• Task instructions: Print the whole listing, character for character.

• Information supplied:
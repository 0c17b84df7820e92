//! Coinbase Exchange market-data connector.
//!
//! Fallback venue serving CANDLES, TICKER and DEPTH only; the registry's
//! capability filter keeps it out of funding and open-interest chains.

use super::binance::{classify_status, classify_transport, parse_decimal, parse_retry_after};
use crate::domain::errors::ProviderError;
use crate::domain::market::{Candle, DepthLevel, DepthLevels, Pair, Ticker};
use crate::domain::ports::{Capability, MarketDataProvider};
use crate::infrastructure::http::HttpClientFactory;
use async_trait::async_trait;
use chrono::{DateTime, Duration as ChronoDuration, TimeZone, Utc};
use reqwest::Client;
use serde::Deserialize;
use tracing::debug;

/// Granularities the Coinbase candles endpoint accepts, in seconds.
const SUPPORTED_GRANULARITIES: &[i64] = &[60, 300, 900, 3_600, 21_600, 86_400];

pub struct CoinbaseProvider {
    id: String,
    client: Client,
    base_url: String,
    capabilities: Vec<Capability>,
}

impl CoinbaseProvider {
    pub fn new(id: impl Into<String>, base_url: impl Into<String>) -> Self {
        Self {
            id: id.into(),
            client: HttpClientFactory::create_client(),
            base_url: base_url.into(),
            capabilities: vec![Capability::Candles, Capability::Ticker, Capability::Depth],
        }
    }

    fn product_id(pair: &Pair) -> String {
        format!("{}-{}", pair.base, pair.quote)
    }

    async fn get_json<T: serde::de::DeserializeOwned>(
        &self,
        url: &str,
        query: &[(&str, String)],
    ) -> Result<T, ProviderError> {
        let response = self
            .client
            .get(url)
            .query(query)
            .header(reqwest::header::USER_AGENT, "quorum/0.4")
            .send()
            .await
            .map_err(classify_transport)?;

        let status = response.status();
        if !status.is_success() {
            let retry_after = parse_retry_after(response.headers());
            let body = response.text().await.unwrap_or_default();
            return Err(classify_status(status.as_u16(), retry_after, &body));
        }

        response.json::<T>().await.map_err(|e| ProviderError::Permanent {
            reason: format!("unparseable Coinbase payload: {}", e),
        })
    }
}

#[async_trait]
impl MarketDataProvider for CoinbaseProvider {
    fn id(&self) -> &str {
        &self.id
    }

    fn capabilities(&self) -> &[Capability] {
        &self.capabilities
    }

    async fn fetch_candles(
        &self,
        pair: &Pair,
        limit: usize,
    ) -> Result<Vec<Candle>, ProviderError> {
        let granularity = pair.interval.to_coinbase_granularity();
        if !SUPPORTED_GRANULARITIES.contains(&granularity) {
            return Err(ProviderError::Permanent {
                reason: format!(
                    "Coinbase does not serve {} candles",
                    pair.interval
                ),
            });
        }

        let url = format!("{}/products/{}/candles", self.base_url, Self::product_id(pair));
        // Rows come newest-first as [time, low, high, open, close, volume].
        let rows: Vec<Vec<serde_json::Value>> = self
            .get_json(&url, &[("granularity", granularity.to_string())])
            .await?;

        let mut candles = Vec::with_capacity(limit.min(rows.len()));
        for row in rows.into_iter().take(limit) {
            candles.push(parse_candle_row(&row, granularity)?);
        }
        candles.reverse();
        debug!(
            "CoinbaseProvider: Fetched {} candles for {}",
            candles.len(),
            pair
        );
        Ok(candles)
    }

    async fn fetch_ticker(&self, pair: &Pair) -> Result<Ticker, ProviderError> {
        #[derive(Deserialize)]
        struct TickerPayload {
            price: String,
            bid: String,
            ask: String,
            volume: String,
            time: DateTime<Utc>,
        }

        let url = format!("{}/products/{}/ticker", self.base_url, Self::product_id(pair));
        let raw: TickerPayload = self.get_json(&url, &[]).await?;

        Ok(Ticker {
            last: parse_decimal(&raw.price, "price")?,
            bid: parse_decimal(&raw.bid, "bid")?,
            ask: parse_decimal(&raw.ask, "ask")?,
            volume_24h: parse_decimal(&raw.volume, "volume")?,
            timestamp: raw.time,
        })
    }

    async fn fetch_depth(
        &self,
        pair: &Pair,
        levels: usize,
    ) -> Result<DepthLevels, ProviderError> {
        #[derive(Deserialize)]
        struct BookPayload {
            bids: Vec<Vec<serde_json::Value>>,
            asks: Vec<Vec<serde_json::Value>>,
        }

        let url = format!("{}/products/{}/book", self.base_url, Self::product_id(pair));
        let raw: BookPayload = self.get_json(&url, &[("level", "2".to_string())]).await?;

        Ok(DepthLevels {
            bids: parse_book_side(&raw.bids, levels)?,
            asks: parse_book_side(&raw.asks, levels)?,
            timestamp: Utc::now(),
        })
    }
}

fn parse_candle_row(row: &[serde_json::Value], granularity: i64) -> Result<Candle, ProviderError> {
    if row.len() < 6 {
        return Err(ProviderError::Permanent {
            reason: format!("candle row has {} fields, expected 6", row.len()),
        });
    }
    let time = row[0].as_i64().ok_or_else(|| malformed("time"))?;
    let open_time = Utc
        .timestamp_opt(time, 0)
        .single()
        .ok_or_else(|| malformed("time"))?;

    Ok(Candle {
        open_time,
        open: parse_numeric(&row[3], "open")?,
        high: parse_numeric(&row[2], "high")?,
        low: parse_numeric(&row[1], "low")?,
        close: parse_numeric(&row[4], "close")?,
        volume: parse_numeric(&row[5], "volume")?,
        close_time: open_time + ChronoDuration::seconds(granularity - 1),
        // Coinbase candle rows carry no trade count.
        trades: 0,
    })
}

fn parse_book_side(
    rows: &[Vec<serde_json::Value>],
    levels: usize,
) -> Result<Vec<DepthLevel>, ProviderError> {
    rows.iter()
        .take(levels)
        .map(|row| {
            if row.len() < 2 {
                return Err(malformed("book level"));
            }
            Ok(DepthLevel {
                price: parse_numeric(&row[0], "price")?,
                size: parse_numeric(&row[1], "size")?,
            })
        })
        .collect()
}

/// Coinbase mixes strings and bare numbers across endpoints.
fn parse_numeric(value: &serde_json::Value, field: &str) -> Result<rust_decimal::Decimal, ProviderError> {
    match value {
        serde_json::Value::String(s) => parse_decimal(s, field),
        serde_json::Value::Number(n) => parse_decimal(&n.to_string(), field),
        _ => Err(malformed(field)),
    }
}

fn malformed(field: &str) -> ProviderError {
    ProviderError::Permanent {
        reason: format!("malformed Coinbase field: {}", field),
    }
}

• Finished exercise:
repository 0c17b84df7820e92
//! Coinbase Exchange market-data connector.
//!
//! Fallback venue serving CANDLES, TICKER and DEPTH only; the registry's
//! capability filter keeps it out of funding and open-interest chains.

use super::binance::{classify_status, classify_transport, parse_decimal, parse_retry_after};
use crate::domain::errors::ProviderError;
use crate::domain::market::{Candle, DepthLevel, DepthLevels, Pair, Ticker};
use crate::domain::ports::{Capability, MarketDataProvider};
use crate::infrastructure::http::HttpClientFactory;
use async_trait::async_trait;
use chrono::{DateTime, Duration as ChronoDuration, TimeZone, Utc};
use reqwest::Client;
use serde::Deserialize;
use tracing::debug;

/// Granularities the Coinbase candles endpoint accepts, in seconds.
const SUPPORTED_GRANULARITIES: &[i64] = &[60, 300, 900, 3_600, 21_600, 86_400];

pub struct CoinbaseProvider {
    id: String,
    client: Client,
    base_url: String,
    capabilities: Vec<Capability>,
}

impl CoinbaseProvider {
    pub fn new(id: impl Into<String>, base_url: impl Into<String>) -> Self {
        Self {
            id: id.into(),
            client: HttpClientFactory::create_client(),
            base_url: base_url.into(),
            capabilities: vec![Capability::Candles, Capability::Ticker, Capability::Depth],
        }
    }

    fn product_id(pair: &Pair) -> String {
        format!("{}-{}", pair.base, pair.quote)
    }

    async fn get_json<T: serde::de::DeserializeOwned>(
        &self,
        url: &str,
        query: &[(&str, String)],
    ) -> Result<T, ProviderError> {
        let response = self
            .client
            .get(url)
            .query(query)
            .header(reqwest::header::USER_AGENT, "quorum/0.4")
            .send()
            .await
            .map_err(classify_transport)?;

        let status = response.status();
        if !status.is_success() {
            let retry_after = parse_retry_after(response.headers());
            let body = response.text().await.unwrap_or_default();
            return Err(classify_status(status.as_u16(), retry_after, &body));
        }

        response.json::<T>().await.map_err(|e| ProviderError::Permanent {
            reason: format!("unparseable Coinbase payload: {}", e),
        })
    }
}

#[async_trait]
impl MarketDataProvider for CoinbaseProvider {
    fn id(&self) -> &str {
        &self.id
    }

    fn capabilities(&self) -> &[Capability] {
        &self.capabilities
    }

    async fn fetch_candles(
        &self,
        pair: &Pair,
        limit: usize,
    ) -> Result<Vec<Candle>, ProviderError> {
        let granularity = pair.interval.to_coinbase_granularity();
        if !SUPPORTED_GRANULARITIES.contains(&granularity) {
            return Err(ProviderError::Permanent {
                reason: format!(
                    "Coinbase does not serve {} candles",
                    pair.interval
                ),
            });
        }

        let url = format!("{}/products/{}/candles", self.base_url, Self::product_id(pair));
        // Rows come newest-first as [time, low, high, open, close, volume].
        let rows: Vec<Vec<serde_json::Value>> = self
            .get_json(&url, &[("granularity", granularity.to_string())])
            .await?;

        let mut candles = Vec::with_capacity(limit.min(rows.len()));
        for row in rows.into_iter().take(limit) {
            candles.push(parse_candle_row(&row, granularity)?);
        }
        candles.reverse();
        debug!(
            "CoinbaseProvider: Fetched {} candles for {}",
            candles.len(),
            pair
        );
        Ok(candles)
    }

    async fn fetch_ticker(&self, pair: &Pair) -> Result<Ticker, ProviderError> {
        #[derive(Deserialize)]
        struct TickerPayload {
            price: String,
            bid: String,
            ask: String,
            volume: String,
            time: DateTime<Utc>,
        }

        let url = format!("{}/products/{}/ticker", self.base_url, Self::product_id(pair));
        let raw: TickerPayload = self.get_json(&url, &[]).await?;

        Ok(Ticker {
            last: parse_decimal(&raw.price, "price")?,
            bid: parse_decimal(&raw.bid, "bid")?,
            ask: parse_decimal(&raw.ask, "ask")?,
            volume_24h: parse_decimal(&raw.volume, "volume")?,
            timestamp: raw.time,
        })
    }

    async fn fetch_depth(
        &self,
        pair: &Pair,
        levels: usize,
    ) -> Result<DepthLevels, ProviderError> {
        #[derive(Deserialize)]
        struct BookPayload {
            bids: Vec<Vec<serde_json::Value>>,
            asks: Vec<Vec<serde_json::Value>>,
        }

        let url = format!("{}/products/{}/book", self.base_url, Self::product_id(pair));
        let raw: BookPayload = self.get_json(&url, &[("level", "2".to_string())]).await?;

        Ok(DepthLevels {
            bids: parse_book_side(&raw.bids, levels)?,
            asks: parse_book_side(&raw.asks, levels)?,
            timestamp: Utc::now(),
        })
    }
}

fn parse_candle_row(row: &[serde_json::Value], granularity: i64) -> Result<Candle, ProviderError> {
    if row.len() < 6 {
        return Err(ProviderError::Permanent {
            reason: format!("candle row has {} fields, expected 6", row.len()),
        });
    }
    let time = row[0].as_i64().ok_or_else(|| malformed("time"))?;
    let open_time = Utc
        .timestamp_opt(time, 0)
        .single()
        .ok_or_else(|| malformed("time"))?;

    Ok(Candle {
        open_time,
        open: parse_numeric(&row[3], "open")?,
        high: parse_numeric(&row[2], "high")?,
        low: parse_numeric(&row[1], "low")?,
        close: parse_numeric(&row[4], "close")?,
        volume: parse_numeric(&row[5], "volume")?,
        close_time: open_time + ChronoDuration::seconds(granularity - 1),
        // Coinbase candle rows carry no trade count.
        trades: 0,
    })
}

fn parse_book_side(
    rows: &[Vec<serde_json::Value>],
    levels: usize,
) -> Result<Vec<DepthLevel>, ProviderError> {
    rows.iter()
        .take(levels)
        .map(|row| {
            if row.len() < 2 {
                return Err(malformed("book level"));
            }
            Ok(DepthLevel {
                price: parse_numeric(&row[0], "price")?,
                size: parse_numeric(&row[1], "size")?,
            })
        })
        .collect()
}

/// Coinbase mixes strings and bare numbers across endpoints.
fn parse_numeric(value: &serde_json::Value, field: &str) -> Result<rust_decimal::Decimal, ProviderError> {
    match value {
        serde_json::Value::String(s) => parse_decimal(s, field),
        serde_json::Value::Number(n) => parse_decimal(&n.to_string(), field),
        _ => Err(malformed(field)),
    }
}

fn malformed(field: &str) -> ProviderError {
    ProviderError::Permanent {
        reason: format!("malformed Coinbase field: {}", field),
    }
}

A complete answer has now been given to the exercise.